[Extracted records]
★ ★ ★ ★
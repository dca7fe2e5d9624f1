use std::{sync::Arc, time::Duration};

use client_core::{ModalProps, ProductModal, ToastQueue};
use crossbeam_channel::{Receiver, Sender};
use eframe::egui;
use shared::{
    domain::{ModalMode, Product},
    messages::Locale,
};

use crate::backend_bridge::{
    commands::{BackendCommand, ModalId},
    host::ChannelHost,
};
use crate::controller::events::UiEvent;
use crate::controller::orchestration::{
    apply_modal_actions, close_modal, dispatch_backend_command, OpenModal,
};
use crate::ui::{modal_window::show_product_modal, toasts::show_toasts};

pub struct ProductAdminApp {
    cmd_tx: Sender<BackendCommand>,
    ui_rx: Receiver<UiEvent>,
    ui_tx: Sender<UiEvent>,
    locale: Locale,
    products: Vec<Product>,
    modal: Option<OpenModal>,
    next_modal_id: u64,
    toasts: ToastQueue,
    status: String,
    /// Flipped whenever the modal reports a mutation; a reload is issued
    /// whenever it differs from the value the list was last loaded for.
    refresh_data: bool,
    loaded_for: Option<bool>,
}

impl ProductAdminApp {
    pub fn new(
        cmd_tx: Sender<BackendCommand>,
        ui_rx: Receiver<UiEvent>,
        ui_tx: Sender<UiEvent>,
        locale: Locale,
    ) -> Self {
        Self {
            cmd_tx,
            ui_rx,
            ui_tx,
            locale,
            products: Vec::new(),
            modal: None,
            next_modal_id: 0,
            toasts: ToastQueue::new(),
            status: "Loading products...".to_string(),
            refresh_data: false,
            loaded_for: None,
        }
    }

    fn process_ui_events(&mut self) {
        while let Ok(event) = self.ui_rx.try_recv() {
            match event {
                UiEvent::ProductsLoaded(products) => {
                    self.status = format!("{} products", products.len());
                    self.products = products;
                }
                UiEvent::Notify { kind, message } => self.toasts.push(kind, message),
                UiEvent::ModalClosed(closed) => {
                    close_modal(&mut self.modal, closed);
                }
                UiEvent::ProductsChanged => self.refresh_data = !self.refresh_data,
                UiEvent::Error(err) => self.status = err.status_line(),
            }
        }
    }

    fn reload_if_stale(&mut self) {
        if self.loaded_for == Some(self.refresh_data) {
            return;
        }
        self.loaded_for = Some(self.refresh_data);
        dispatch_backend_command(&self.cmd_tx, BackendCommand::ListProducts, &mut self.status);
    }

    fn open_modal(&mut self, mode: ModalMode, product: Product) {
        self.next_modal_id += 1;
        let id = ModalId(self.next_modal_id);
        let modal = ProductModal::open(
            ModalProps {
                show: true,
                title: self.locale.messages().modal_title(mode).to_string(),
                mode,
                product,
                host: Arc::new(ChannelHost::new(self.ui_tx.clone(), id)),
            },
            self.locale,
        );
        self.modal = Some(OpenModal { id, modal });
    }

    fn show_top_bar(&mut self, ctx: &egui::Context) {
        let new_label = self.locale.messages().modal_title(ModalMode::Create);
        let mut open_create = false;
        let mut reload = false;

        egui::TopBottomPanel::top("top_bar").show(ctx, |ui| {
            ui.horizontal(|ui| {
                ui.heading("Products");
                ui.separator();
                if ui.button(new_label).clicked() {
                    open_create = true;
                }
                if ui.button("⟳").on_hover_text("Reload").clicked() {
                    reload = true;
                }
                ui.with_layout(egui::Layout::right_to_left(egui::Align::Center), |ui| {
                    ui.weak(&self.status);
                });
            });
        });

        if open_create {
            self.open_modal(ModalMode::Create, Product::empty());
        }
        if reload {
            dispatch_backend_command(&self.cmd_tx, BackendCommand::ListProducts, &mut self.status);
        }
    }

    fn show_product_table(&mut self, ctx: &egui::Context) {
        let mut requested: Option<(ModalMode, Product)> = None;
        let messages = self.locale.messages();

        egui::CentralPanel::default().show(ctx, |ui| {
            egui::ScrollArea::vertical().show(ui, |ui| {
                egui::Grid::new("product_table")
                    .striped(true)
                    .num_columns(6)
                    .spacing([16.0, 6.0])
                    .show(ui, |ui| {
                        ui.strong("#");
                        ui.strong(messages.title_label);
                        ui.strong(messages.price_label);
                        ui.strong(messages.category_label);
                        ui.label("");
                        ui.label("");
                        ui.end_row();

                        for product in &self.products {
                            ui.label(product.id.to_string());
                            ui.label(&product.title);
                            ui.label(format!("{:.2}", product.price));
                            ui.label(&product.category);
                            if ui.small_button("✏").clicked() {
                                requested = Some((ModalMode::Update, product.clone()));
                            }
                            if ui.small_button("🗑").clicked() {
                                requested = Some((ModalMode::Delete, product.clone()));
                            }
                            ui.end_row();
                        }
                    });
            });
        });

        if let Some((mode, product)) = requested {
            self.open_modal(mode, product);
        }
    }

    fn show_modal(&mut self, ctx: &egui::Context) {
        let Some(open) = self.modal.as_mut() else {
            return;
        };
        let actions = show_product_modal(ctx, &open.modal.view());
        for cmd in apply_modal_actions(open, actions) {
            dispatch_backend_command(&self.cmd_tx, cmd, &mut self.status);
        }
    }
}

impl eframe::App for ProductAdminApp {
    fn update(&mut self, ctx: &egui::Context, _frame: &mut eframe::Frame) {
        self.process_ui_events();
        self.reload_if_stale();

        self.show_top_bar(ctx);
        self.show_product_table(ctx);
        self.show_modal(ctx);
        show_toasts(ctx, &self.toasts);

        ctx.request_repaint_after(Duration::from_millis(100));
    }
}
★ ★ ★ ★
▶ [Instructions for the task]: Nothing except a number is needed: how many lines of the entries contain the word "egui"?

▶ [Written response]: 10